Неожиданно — даже для него самого — подобранное Сушкиным определение неведения как безупречного окончательно разрядило атмосферу, при условии, конечно, что можно выразиться именно так: все-таки собеседники — да и то: если считать по прямой — находились в доброй паре километров друг от друга и атмосферу имели общую разве что в глобальном смысле.
Дальше уже разговор проходил спокойно и даже, можно сказать, по-дружески. Князь Кочубей выложил Сушкину все детали встречи с Можайским, включая и то, что уже, выполняя данное Можайскому обещание, связался с… «Впрочем, неважно, с кем: главное, что руки теперь у него развязаны. Индульгенция ему дана полная!» И все же на последний, интересовавший Сушкина не меньше всех остальных, вопрос внятно ответить Кочубей не смог.
— А куда он отправился? Он вам не сказал?
— Гм… — Кочубей даже растерялся. — Куда отправился? Гм…
— Ну, хоть какой-то намек?
— Да вот я и пытаюсь припомнить…
— Неужели совсем ничего?
— Может, на кладбище? Но нет… постойте… или все же на кладбище?
Сушкин поник.
— Или к Саевичу?.. Нет, я не знаю, а гадать — бессмысленно. Мало ли, куда он мог отправиться? Вы что, Можайского не знаете? У него же неделя — из одиннадцати дней, и каждый из этих дней — пятница!

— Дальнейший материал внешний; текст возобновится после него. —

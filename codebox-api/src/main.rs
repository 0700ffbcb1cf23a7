use anyhow::{Context, Result};
use codebox_api::{create_app, start_agent_monitor_task, AppState, Config};
use codebox_config::{ConfigResolver, Git2Fetcher};
use codebox_logging::{init_subscriber, LoggingConfig};
use codebox_orchestrator::db::{create_pool, run_migrations};
use codebox_orchestrator::{EndpointRegistry, LifecycleManager, WorkspaceStore};
use codebox_proxy::{PortForwarding, ReverseProxyFactory};
use codebox_runtime::DockerRuntime;
use std::net::SocketAddr;
use std::sync::Arc;
use tracing::{info, warn};

#[tokio::main]
async fn main() -> Result<()> {
    let config = Config::from_env();
    let _log_guard = init_subscriber(&LoggingConfig::from_env(config.log_file()));

    info!("Starting codebox-api service...");
    info!(
        "Configuration loaded: bind_addr={}, data_dir={}, wildcard_domain={}",
        config.bind_addr,
        config.data_dir.display(),
        config.wildcard_domain
    );

    // Database setup
    let pool = create_pool(&config.db_path)
        .await
        .with_context(|| format!("opening database {}", config.db_path.display()))?;
    info!("Running database migrations...");
    run_migrations(&pool).await.context("running migrations")?;
    info!("Migrations complete");

    let store = WorkspaceStore::new(pool.clone(), config.log_capacity);
    let registry = EndpointRegistry::new();
    let resolver = Arc::new(ConfigResolver::new(
        config.resolver_settings(),
        Arc::new(Git2Fetcher::new(config.clone_timeout())),
    ));
    let manager = LifecycleManager::new(
        store.clone(),
        Arc::new(DockerRuntime::new()),
        resolver,
        registry.clone(),
        config.orchestrator_settings(),
    );

    if let Err(e) = manager.restore_endpoints().await {
        warn!("Failed to restore endpoints of running workspaces: {}", e);
    }

    let forwarding = PortForwarding::new(
        registry,
        ReverseProxyFactory::new(&config.proxy_settings()).context("building proxy client")?,
        config.forwarding_settings(),
    )
    .context("configuring port forwarding")?;

    // Start agent monitor task
    let monitor = tokio::spawn(start_agent_monitor_task(
        store,
        config.agent_monitor_interval(),
    ));

    let app = create_app(AppState::new(manager), forwarding);

    let listener = tokio::net::TcpListener::bind(&config.bind_addr)
        .await
        .with_context(|| format!("binding {}", config.bind_addr))?;
    info!("Listening on http://{}", config.bind_addr);

    axum::serve(
        listener,
        app.into_make_service_with_connect_info::<SocketAddr>(),
    )
    .with_graceful_shutdown(shutdown_signal())
    .await?;

    monitor.abort();
    pool.close().await;
    info!("Shutdown complete");

    Ok(())
}

async fn shutdown_signal() {
    let ctrl_c = async {
        if let Err(e) = tokio::signal::ctrl_c().await {
            warn!("Failed to listen for ctrl-c: {}", e);
            std::future::pending::<()>().await;
        }
    };

    #[cfg(unix)]
    let terminate = async {
        match tokio::signal::unix::signal(tokio::signal::unix::SignalKind::terminate()) {
            Ok(mut signal) => {
                signal.recv().await;
            }
            Err(e) => {
                warn!("Failed to listen for SIGTERM: {}", e);
                std::future::pending::<()>().await;
            }
        }
    };

    #[cfg(not(unix))]
    let terminate = std::future::pending::<()>();

    tokio::select! {
        _ = ctrl_c => {},
        _ = terminate => {},
    }

    info!("Shutdown signal received");
}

Вот так и закончился этот разговор, с одной стороны, принеся Никите Аристарховичу хоть какие-то сведения, а с другой, ничуть не утолив его жажду познаний. Утверждение Кочубея о том, что просчитать поведение Можайского невозможно, было очень недалеко от истины, поэтому гадать было и впрямь бессмысленно. Правда, из ответов князя и самого направления его беседы с Можайским вырисовывались две очевидные и равновеликие вероятности — кладбище и Саевич, — но сколько оставалось вероятностей не столь очевидных, хотя и возможных?
В общем, Никита Аристархович вновь оказался во власти раздражающего возбуждения. Позвонить на кладбище было невозможно, хотя, порывшись в адресной книге, Никита Аристархович и нашел адрес смотрителя Смоленского кладбища — господина Орлова Якова Семеновича. Но вот беда: в квартире смотрителя, проживавшего в принадлежавшем кладбищу доме по Камской улице, телефона не было. Не было телефона — Сушкин узнал об этом из того же справочника — и у Саевича. Получалось, что ни одну из обеих очевидных вероятностей «отработать» было невозможно. Тогда Никита Аристархович снова принялся названивать в участок Можайского, в канцелярию Сыскной полиции, додумался позвонить в приемную начальника пожарной команды, но, как и прежде (а в приемной Кирилова впервые), наталкивался только на дежурных, заявлявших, что никого из начальства или осведомленных лиц на месте не имелось. Наконец, пришлось прекратить и эти попытки связаться хоть с кем-то: один за другим, дежурные в участке и в Сыскной пригрозили Никите Аристарховичу всеми небесными карами, если он не оставит их в покое.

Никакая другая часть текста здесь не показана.